Color-Line to Borderlands
The Matrix of American Ethnic Studies
Edited by Johnnella E. Butler
"Ethnic Studies . . . has drawn higher education, usually kicking and screaming, into the borderlands of scholarship, pedagogy, faculty collegiality, and institutional development," Johnnella E. Butler writes in her Introduction to this collection of lively and insightful essays. Some of the most prominent scholars in Ethnic Studies today explore varying approaches, multiple methodologies, and contrasting perspectives within the field. Essays trace the historical development of Ethnic Studies, its place in American universities and the curriculum, and new directions in contemporary scholarship. The legitimation of the field, the need for institutional support, and the changing relations between academic scholarship and community activism are also discussed.
- Published: July 2015
- Subject Listing: Education; Asian American Studies; Native American and Indigenous Studies
- Bibliographic information: 326 pp., notes, bibliog., index, 6 x 9 in.

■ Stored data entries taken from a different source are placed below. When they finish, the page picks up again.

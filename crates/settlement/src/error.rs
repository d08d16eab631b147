//! Settlement error types

use storage::StorageError;
use thiserror::Error;

/// Errors that can occur during settlement operations
#[derive(Error, Debug)]
pub enum SettlementError {
    /// A referenced account, asset or instrument is missing
    #[error("Not found: {0}")]
    NotFound(String),

    /// The pair or quantity cannot be settled
    #[error("Invalid fill: {0}")]
    InvalidFill(String),

    /// Storage error, including version conflicts
    #[error("Storage error: {0}")]
    Storage(#[from] StorageError),
}

impl SettlementError {
    /// True when the failure came from a concurrent writer
    pub fn is_conflict(&self) -> bool {
        matches!(self, SettlementError::Storage(StorageError::Conflict(_)))
    }
}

- Territorial rights: World Rights
- Series: American Ethnic and Cultural Studies
The institutional structure of Ethnic Studies continues to be affected by national, regional, and local attitudes and events, and Ronald Takaki's essay explores the contested terrains of these culture wars. Manning Marable delves into theoretical aspects of writing about race and ethnicity, while John C. Walter surveys the influence of African American history on U.S. history textbooks. Elizabeth Cook-Lynn and Craig Howe explain why American Indian Studies does not fit into the Ethnic Studies model, and Lauro H. Flores traces the historical development of Chicano/a Studies, forged from the student and community activism of the late 1960s.
Ethnic Studies is simultaneously discipline-based and interdisciplinary, self-containing and overlapping. This volume captures that dichotomy as contributors raise questions that traditional disciplines ignore. Essays include Lane Ryo Hirabayashi and Marilyn Caballero Alquizola on the gulf between postmodernism and political and institutional realities; Rhett S. Jones on the evolution of Africana Studies; and Judith Newton on the trajectories of Ethnic Studies and Women's Studies and their relations with marginalized communities. Shirley Hune and Evelyn Hu-DeHart each make a case for the separation of Asian American Studies from Asian Studies, while Edna Acosta-Belén argues for a hemispheric approach to Latin American and U.S. Latino/a Studies. T. V. Reed rounds out the volume by offering through cultural studies bridges to the twenty-first century.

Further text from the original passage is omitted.